Source information START
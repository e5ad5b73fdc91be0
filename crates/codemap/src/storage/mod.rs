//! Storage abstraction layer for the CodeMap engine.
//!
//! This module provides the core storage trait and the built-in backends:
//!
//! - **In-memory**: fast, ephemeral storage backed by `HashMap`
//! - **JSON file**: persistent storage, one document per file, with
//!   atomic temp-file-then-rename writes
//!
//! # Architecture
//!
//! The storage layer uses an async trait so that both blocking (in-memory)
//! and truly async (networked key-value) implementations fit behind the same
//! interface. The trait is object-safe, allowing dynamic dispatch via
//! `Arc<dyn Store>`.
//!
//! All CodeMap and cache operations are scoped by `tenant_id`: two tenants
//! may use identical `project_id` strings without collision. API-key and
//! rate-limit records are global, since they exist before a tenant identity
//! is established.
//!
//! # Absence vs. corruption
//!
//! `get_*` methods return `Ok(None)` when no record exists. They return an
//! error only when stored data cannot be decoded or fails validation, which
//! is corruption, not absence.

use async_trait::async_trait;
use chrono::{DateTime, Utc};
use serde::{Deserialize, Serialize};
use std::time::Duration;

use crate::auth::{ApiKeyRecord, RateLimitRecord};
use crate::domain::CodeMap;
use crate::error::Result;

pub mod json_file;
pub mod memory;

pub use json_file::JsonFileStore;
pub use memory::MemoryStore;

/// A cached query result with its expiry time.
///
/// Cache entries expire by TTL only; their lifecycle is independent of the
/// CodeMap they were computed from.
#[derive(Debug, Clone, Serialize, Deserialize)]
pub struct CacheEntry {
    /// The previously computed result
    pub value: serde_json::Value,

    /// When this entry stops being served
    pub expires_at: DateTime<Utc>,
}

impl CacheEntry {
    /// Build an entry that expires `ttl` from now.
    #[must_use]
    pub fn new(value: serde_json::Value, ttl: Duration) -> Self {
        let ttl = chrono::Duration::from_std(ttl).unwrap_or_else(|_| chrono::Duration::hours(1));
        Self {
            value,
            expires_at: Utc::now() + ttl,
        }
    }

    /// Whether this entry has passed its expiry time.
    #[must_use]
    pub fn is_expired(&self) -> bool {
        Utc::now() >= self.expires_at
    }
}

/// Core storage trait for the CodeMap engine.
///
/// Implementations must be `Send + Sync` to support concurrent access in
/// async contexts, and take `&self` throughout: backends use interior
/// mutability (e.g. `Arc<Mutex<_>>`) so that concurrent requests for
/// different tenants share no mutable state.
///
/// # Implementation requirements
///
/// - `save_code_map` **MUST** validate the document via
///   [`CodeMap::validate`] and reject it atomically on any violation.
/// - Writes are whole-document replacements; a concurrent reader observes
///   either the pre- or post-write document, never a partial mix.
#[async_trait]
pub trait Store: Send + Sync {
    // ========== CodeMap documents ==========

    /// Persist a CodeMap for `(tenant_id, project_id)`, replacing any
    /// previous document as one atomic unit.
    ///
    /// # Errors
    ///
    /// Returns `Error::Validation` if the document fails schema validation
    /// (nothing is persisted), or `Error::Storage` on backend failure.
    async fn save_code_map(
        &self,
        tenant_id: &str,
        project_id: &str,
        code_map: &CodeMap,
    ) -> Result<()>;

    /// Fetch the CodeMap for `(tenant_id, project_id)`.
    ///
    /// Returns `Ok(None)` when no document exists.
    ///
    /// # Errors
    ///
    /// Returns an error only if stored data fails decoding or validation.
    async fn get_code_map(&self, tenant_id: &str, project_id: &str) -> Result<Option<CodeMap>>;

    /// Delete the CodeMap for `(tenant_id, project_id)`.
    ///
    /// Returns `true` if a document was deleted, `false` if none existed.
    async fn delete_code_map(&self, tenant_id: &str, project_id: &str) -> Result<bool>;

    /// List the project IDs with a stored CodeMap for this tenant.
    async fn list_projects(&self, tenant_id: &str) -> Result<Vec<String>>;

    // ========== Cached query results ==========

    /// Store a computed query result under `(tenant_id, query_hash)` with
    /// the given time-to-live.
    async fn save_cache(
        &self,
        tenant_id: &str,
        query_hash: &str,
        value: &serde_json::Value,
        ttl: Duration,
    ) -> Result<()>;

    /// Fetch a cached result. Expired entries are treated as absent.
    async fn get_cache(&self, tenant_id: &str, query_hash: &str)
        -> Result<Option<serde_json::Value>>;

    /// Delete one cached result. Returns `true` if an entry was deleted.
    async fn delete_cache(&self, tenant_id: &str, query_hash: &str) -> Result<bool>;

    /// Delete every cached result belonging to this tenant.
    ///
    /// Used when a CodeMap is overwritten, so a re-upload is never answered
    /// from a stale cache.
    async fn purge_cache(&self, tenant_id: &str) -> Result<()>;

    // ========== Access-control records ==========

    /// Persist an API-key record under the key's one-way hash. The key
    /// itself is never stored.
    async fn put_api_key(&self, key_hash: &str, record: &ApiKeyRecord) -> Result<()>;

    /// Fetch the record for a key hash, or `Ok(None)` for an unknown key.
    async fn get_api_key(&self, key_hash: &str) -> Result<Option<ApiKeyRecord>>;

    /// Fetch the registration rate-limit record for a source IP.
    async fn get_rate_limit(&self, source_ip: &str) -> Result<Option<RateLimitRecord>>;

    /// Persist the registration rate-limit record for a source IP.
    async fn save_rate_limit(&self, source_ip: &str, record: &RateLimitRecord) -> Result<()>;
}
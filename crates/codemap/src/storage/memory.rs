//! In-memory storage backend.
//!
//! Backed by plain `HashMap`s behind an `Arc<Mutex<_>>`. Documents are
//! cloned in and out, so a writer replacing a CodeMap can never expose a
//! half-written document to a concurrent reader. Intended for tests and for
//! single-process deployments where persistence is handled elsewhere.

use async_trait::async_trait;
use std::collections::HashMap;
use std::sync::{Arc, Mutex, MutexGuard};
use std::time::Duration;
use tracing::debug;

use crate::auth::{ApiKeyRecord, RateLimitRecord};
use crate::domain::CodeMap;
use crate::error::{Error, Result};
use crate::storage::{CacheEntry, Store};

/// Inner storage structure (not thread-safe on its own).
///
/// CodeMaps and cache entries are keyed by `(tenant_id, key)` tuples, so
/// tenant isolation holds even for project IDs or hashes that happen to
/// contain separator characters.
#[derive(Default)]
struct Inner {
    code_maps: HashMap<(String, String), CodeMap>,
    cache: HashMap<(String, String), CacheEntry>,
    api_keys: HashMap<String, ApiKeyRecord>,
    rate_limits: HashMap<String, RateLimitRecord>,
}

/// Ephemeral, thread-safe store.
#[derive(Clone, Default)]
pub struct MemoryStore {
    inner: Arc<Mutex<Inner>>,
}

impl MemoryStore {
    /// Create a new empty store.
    #[must_use]
    pub fn new() -> Self {
        Self::default()
    }

    fn lock(&self) -> Result<MutexGuard<'_, Inner>> {
        self.inner
            .lock()
            .map_err(|_| Error::Storage("storage mutex poisoned".to_string()))
    }
}

#[async_trait]
impl Store for MemoryStore {
    async fn save_code_map(
        &self,
        tenant_id: &str,
        project_id: &str,
        code_map: &CodeMap,
    ) -> Result<()> {
        code_map.validate()?;
        let mut inner = self.lock()?;
        inner.code_maps.insert(
            (tenant_id.to_string(), project_id.to_string()),
            code_map.clone(),
        );
        debug!(tenant_id, project_id, "stored code map");
        Ok(())
    }

    async fn get_code_map(&self, tenant_id: &str, project_id: &str) -> Result<Option<CodeMap>> {
        let inner = self.lock()?;
        Ok(inner
            .code_maps
            .get(&(tenant_id.to_string(), project_id.to_string()))
            .cloned())
    }

    async fn delete_code_map(&self, tenant_id: &str, project_id: &str) -> Result<bool> {
        let mut inner = self.lock()?;
        Ok(inner
            .code_maps
            .remove(&(tenant_id.to_string(), project_id.to_string()))
            .is_some())
    }

    async fn list_projects(&self, tenant_id: &str) -> Result<Vec<String>> {
        let inner = self.lock()?;
        let mut projects: Vec<String> = inner
            .code_maps
            .keys()
            .filter(|(tenant, _)| tenant == tenant_id)
            .map(|(_, project)| project.clone())
            .collect();
        projects.sort();
        Ok(projects)
    }

    async fn save_cache(
        &self,
        tenant_id: &str,
        query_hash: &str,
        value: &serde_json::Value,
        ttl: Duration,
    ) -> Result<()> {
        let mut inner = self.lock()?;
        inner.cache.insert(
            (tenant_id.to_string(), query_hash.to_string()),
            CacheEntry::new(value.clone(), ttl),
        );
        Ok(())
    }

    async fn get_cache(
        &self,
        tenant_id: &str,
        query_hash: &str,
    ) -> Result<Option<serde_json::Value>> {
        let mut inner = self.lock()?;
        let key = (tenant_id.to_string(), query_hash.to_string());
        match inner.cache.get(&key) {
            Some(entry) if entry.is_expired() => {
                inner.cache.remove(&key);
                Ok(None)
            }
            Some(entry) => Ok(Some(entry.value.clone())),
            None => Ok(None),
        }
    }

    async fn delete_cache(&self, tenant_id: &str, query_hash: &str) -> Result<bool> {
        let mut inner = self.lock()?;
        Ok(inner
            .cache
            .remove(&(tenant_id.to_string(), query_hash.to_string()))
            .is_some())
    }

    async fn purge_cache(&self, tenant_id: &str) -> Result<()> {
        let mut inner = self.lock()?;
        inner.cache.retain(|(tenant, _), _| tenant != tenant_id);
        Ok(())
    }

    async fn put_api_key(&self, key_hash: &str, record: &ApiKeyRecord) -> Result<()> {
        let mut inner = self.lock()?;
        inner.api_keys.insert(key_hash.to_string(), record.clone());
        Ok(())
    }

    async fn get_api_key(&self, key_hash: &str) -> Result<Option<ApiKeyRecord>> {
        let inner = self.lock()?;
        Ok(inner.api_keys.get(key_hash).cloned())
    }

    async fn get_rate_limit(&self, source_ip: &str) -> Result<Option<RateLimitRecord>> {
        let inner = self.lock()?;
        Ok(inner.rate_limits.get(source_ip).cloned())
    }

    async fn save_rate_limit(&self, source_ip: &str, record: &RateLimitRecord) -> Result<()> {
        let mut inner = self.lock()?;
        inner
            .rate_limits
            .insert(source_ip.to_string(), record.clone());
        Ok(())
    }
}
//! API-key based access control.
//!
//! Keys are random 256-bit values, handed out once at registration and never
//! persisted: only their SHA-256 hash is stored, and a fixed-length prefix of
//! that hash becomes the tenant ID that namespaces all storage access.
//!
//! # Failure directions
//!
//! Two deliberate, opposite choices that must stay this way:
//!
//! - Store failures during **validation** fail **closed**: an unverifiable
//!   key is treated as invalid and no tenant ID is revealed.
//! - Store failures during the **rate-limit check** fail **open**: a
//!   registration proceeds rather than being blocked by a broken counter.
//!   Availability over strictness for the one operation that has no tenant
//!   to protect yet.

use base64::engine::general_purpose::URL_SAFE_NO_PAD;
use base64::Engine;
use chrono::{DateTime, Duration, Utc};
use rand::rngs::OsRng;
use rand::RngCore;
use serde::{Deserialize, Serialize};
use sha2::{Digest, Sha256};
use std::sync::Arc;
use tracing::{debug, warn};

use crate::config::DEFAULT_REGISTRATIONS_PER_HOUR;
use crate::error::{Error, Result};
use crate::storage::Store;

/// Recognizable prefix on every issued API key.
pub const API_KEY_PREFIX: &str = "cmk_";

/// Random bytes per key: 256 bits of entropy.
const API_KEY_BYTES: usize = 32;

/// Length of the hash prefix used as the tenant identifier.
pub const TENANT_ID_LEN: usize = 16;

/// Stored record for an issued key, keyed by the key's hash.
///
/// Created once at registration and never mutated.
#[derive(Debug, Clone, Serialize, Deserialize)]
pub struct ApiKeyRecord {
    /// When the key was issued
    pub created_at: DateTime<Utc>,
}

/// Per-source-IP registration counter with its window reset time.
#[derive(Debug, Clone, Serialize, Deserialize)]
pub struct RateLimitRecord {
    /// Registrations seen in the current window
    pub count: u32,

    /// When the rolling-hour window resets
    pub reset_time: DateTime<Utc>,
}

/// Outcome of validating a presented API key.
#[derive(Debug, Clone, PartialEq, Eq)]
pub struct KeyValidation {
    /// Whether the key is known and well-formed
    pub valid: bool,

    /// The tenant namespace, present only for valid keys
    pub tenant_id: Option<String>,
}

impl KeyValidation {
    fn invalid() -> Self {
        Self {
            valid: false,
            tenant_id: None,
        }
    }
}

/// A freshly registered key and its derived tenant ID.
#[derive(Debug, Clone)]
pub struct RegisteredKey {
    /// The plaintext key; shown once, never stored
    pub api_key: String,

    /// Tenant namespace derived from the key hash
    pub tenant_id: String,
}

/// Generate a new API key: `cmk_` plus 256 random bits, base64url encoded.
///
/// Uses the operating system's CSPRNG; collisions are not practically
/// possible at this entropy, so no uniqueness check is performed.
#[must_use]
pub fn generate_api_key() -> String {
    let mut bytes = [0u8; API_KEY_BYTES];
    OsRng.fill_bytes(&mut bytes);
    format!("{API_KEY_PREFIX}{}", URL_SAFE_NO_PAD.encode(bytes))
}

/// Deterministic one-way hash of an API key (SHA-256, lowercase hex).
#[must_use]
pub fn hash_api_key(key: &str) -> String {
    let mut hasher = Sha256::new();
    hasher.update(key.as_bytes());
    hex_encode(&hasher.finalize())
}

/// Derive the tenant ID for a key: the first [`TENANT_ID_LEN`] characters of
/// its hash. Used purely as a storage namespace.
#[must_use]
pub fn derive_tenant_id(key: &str) -> String {
    let mut hash = hash_api_key(key);
    hash.truncate(TENANT_ID_LEN);
    hash
}

fn hex_encode(bytes: &[u8]) -> String {
    use std::fmt::Write;
    bytes.iter().fold(
        String::with_capacity(bytes.len() * 2),
        |mut out, byte| {
            let _ = write!(out, "{byte:02x}");
            out
        },
    )
}

/// Key registration and validation over an injected store.
pub struct AccessControl {
    store: Arc<dyn Store>,
    registrations_per_hour: u32,
}

impl AccessControl {
    /// Create an access controller with the default registration limit.
    #[must_use]
    pub fn new(store: Arc<dyn Store>) -> Self {
        Self::with_limit(store, DEFAULT_REGISTRATIONS_PER_HOUR)
    }

    /// Create an access controller with an explicit per-IP hourly limit.
    #[must_use]
    pub fn with_limit(store: Arc<dyn Store>, registrations_per_hour: u32) -> Self {
        Self {
            store,
            registrations_per_hour,
        }
    }

    /// Issue a new API key for a caller at `source_ip`.
    ///
    /// Checks the per-IP rolling-hour rate limit first. Rate-limit
    /// bookkeeping failures fail open; persisting the key record itself
    /// must succeed, otherwise the key could never validate.
    ///
    /// # Errors
    ///
    /// - `Error::RateLimited` when the window is exhausted
    /// - `Error::Storage` when the key record cannot be persisted
    pub async fn register(&self, source_ip: &str) -> Result<RegisteredKey> {
        let now = Utc::now();

        let existing = match self.store.get_rate_limit(source_ip).await {
            Ok(record) => record,
            Err(e) => {
                warn!(source_ip, error = %e, "rate-limit lookup failed, failing open");
                None
            }
        };

        let updated = match existing {
            Some(record) if record.reset_time > now => {
                if record.count >= self.registrations_per_hour {
                    return Err(Error::RateLimited {
                        reset_time: record.reset_time,
                    });
                }
                RateLimitRecord {
                    count: record.count + 1,
                    reset_time: record.reset_time,
                }
            }
            // No record, or the previous window has ended
            _ => RateLimitRecord {
                count: 1,
                reset_time: now + Duration::hours(1),
            },
        };

        if let Err(e) = self.store.save_rate_limit(source_ip, &updated).await {
            warn!(source_ip, error = %e, "rate-limit update failed, failing open");
        }

        let api_key = generate_api_key();
        let key_hash = hash_api_key(&api_key);
        let tenant_id = derive_tenant_id(&api_key);

        self.store
            .put_api_key(&key_hash, &ApiKeyRecord { created_at: now })
            .await?;

        debug!(tenant_id, "registered new api key");
        Ok(RegisteredKey { api_key, tenant_id })
    }

    /// Validate a presented API key.
    ///
    /// Malformed and unknown keys are invalid; no tenant ID is revealed for
    /// them. Store failures during the lookup fail closed.
    pub async fn validate(&self, key: &str) -> KeyValidation {
        if !key.starts_with(API_KEY_PREFIX) {
            return KeyValidation::invalid();
        }

        let key_hash = hash_api_key(key);
        match self.store.get_api_key(&key_hash).await {
            Ok(Some(_)) => KeyValidation {
                valid: true,
                tenant_id: Some(derive_tenant_id(key)),
            },
            Ok(None) => KeyValidation::invalid(),
            Err(e) => {
                warn!(error = %e, "api-key lookup failed, failing closed");
                KeyValidation::invalid()
            }
        }
    }
}
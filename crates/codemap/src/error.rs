//! Error types for CodeMap engine operations.
//!
//! The taxonomy deliberately separates three things a calling layer treats
//! differently:
//!
//! - **Absence** is not an error at the store layer: `get` returns
//!   `Ok(None)` for a missing document or cache entry. Only a query against
//!   an unknown project surfaces as [`Error::ProjectNotFound`].
//! - **Validation** rejects a whole document before anything is persisted.
//! - **Storage** failures abort the operation with no partial result.

use chrono::{DateTime, Utc};
use thiserror::Error;

/// The error type for CodeMap engine operations.
#[derive(Debug, Error)]
pub enum Error {
    /// A CodeMap document failed schema validation; nothing was persisted.
    #[error("validation error: {0}")]
    Validation(String),

    /// The requested project has no stored CodeMap.
    #[error("no code map found for project {0:?}")]
    ProjectNotFound(String),

    /// A required operation argument is missing or malformed.
    #[error("invalid argument: {0}")]
    InvalidArgument(String),

    /// Registration rate limit exceeded for a source IP.
    #[error("rate limit exceeded, retry after {reset_time}")]
    RateLimited {
        /// When the rolling-hour window resets
        reset_time: DateTime<Utc>,
    },

    /// Configuration could not be loaded or parsed.
    #[error("configuration error: {0}")]
    Config(String),

    /// Unexpected store failure; the operation was aborted.
    #[error("storage error: {0}")]
    Storage(String),

    /// IO error occurred.
    #[error("I/O error: {0}")]
    Io(#[from] std::io::Error),

    /// JSON serialization or deserialization failed.
    #[error("serialization error: {0}")]
    Serialization(#[from] serde_json::Error),
}

/// A specialized Result type for CodeMap engine operations.
pub type Result<T> = std::result::Result<T, Error>;
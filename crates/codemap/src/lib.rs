//! # CodeMap: Dependency-Impact Query Engine
//!
//! CodeMap answers "what breaks if I change this symbol?" over a
//! pre-extracted dependency graph. Clients upload a CodeMap document (the
//! symbols and dependency edges of a codebase, produced by an external
//! extractor); the engine validates it, stores it per tenant, and serves
//! graph queries: dependents resolution, impact scoring, breaking-change
//! classification, and architecture aggregation.
//!
//! ## Design Philosophy
//!
//! - **Query engine, not extractor** - graph construction from source code
//!   happens elsewhere; this crate consumes the resulting document
//! - **Stateless operations** - every query loads the stored document,
//!   rebuilds the index, computes, and returns; nothing lives between calls
//! - **Tenant isolation** - all storage is keyed by `(tenant_id, project_id)`
//!   and tenants can never observe each other's data
//! - **Facts, not judgments** - reports counts, scores, and classifications
//!   with the rules that produced them
//!
//! ## Quick Start
//!
//! ```no_run
//! use codemap::{MemoryStore, QueryEngine};
//! use std::sync::Arc;
//!
//! # async fn run(code_map: codemap::CodeMap) -> codemap::Result<()> {
//! let engine = QueryEngine::new(Arc::new(MemoryStore::new()));
//!
//! engine.save_code_map("tenant", "my-project", &code_map).await?;
//!
//! let report = engine
//!     .get_impact_report("tenant", "my-project", "auth.validate_token", true)
//!     .await?;
//! println!("{}", report.summary);
//! # Ok(())
//! # }
//! ```

#![forbid(unsafe_code)]

pub mod analysis;
pub mod auth;
pub mod config;
pub mod domain;
pub mod engine;
pub mod error;
pub mod graph;
pub mod storage;

pub use analysis::{
    AggregationLevel, ArchitectureReport, BreakingChangeReport, Hotspot, HotspotRisk,
    ImpactReport, RiskLevel,
};
pub use auth::{AccessControl, KeyValidation, RegisteredKey};
pub use config::EngineConfig;
pub use domain::{CodeMap, DependencyEdge, DependencyKind, Symbol, SymbolKind};
pub use engine::QueryEngine;
pub use error::{Error, Result};
pub use graph::{Dependent, DependentsReport};
pub use storage::{JsonFileStore, MemoryStore, Store};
Source information END
▶ **Exercise instructions**
Check each line of the records for the string "failing" and copy those that have it.

▶ **Written response**
                warn!(source_ip, error = %e, "rate-limit lookup failed, failing open");
            warn!(source_ip, error = %e, "rate-limit update failed, failing open");
                warn!(error = %e, "api-key lookup failed, failing closed");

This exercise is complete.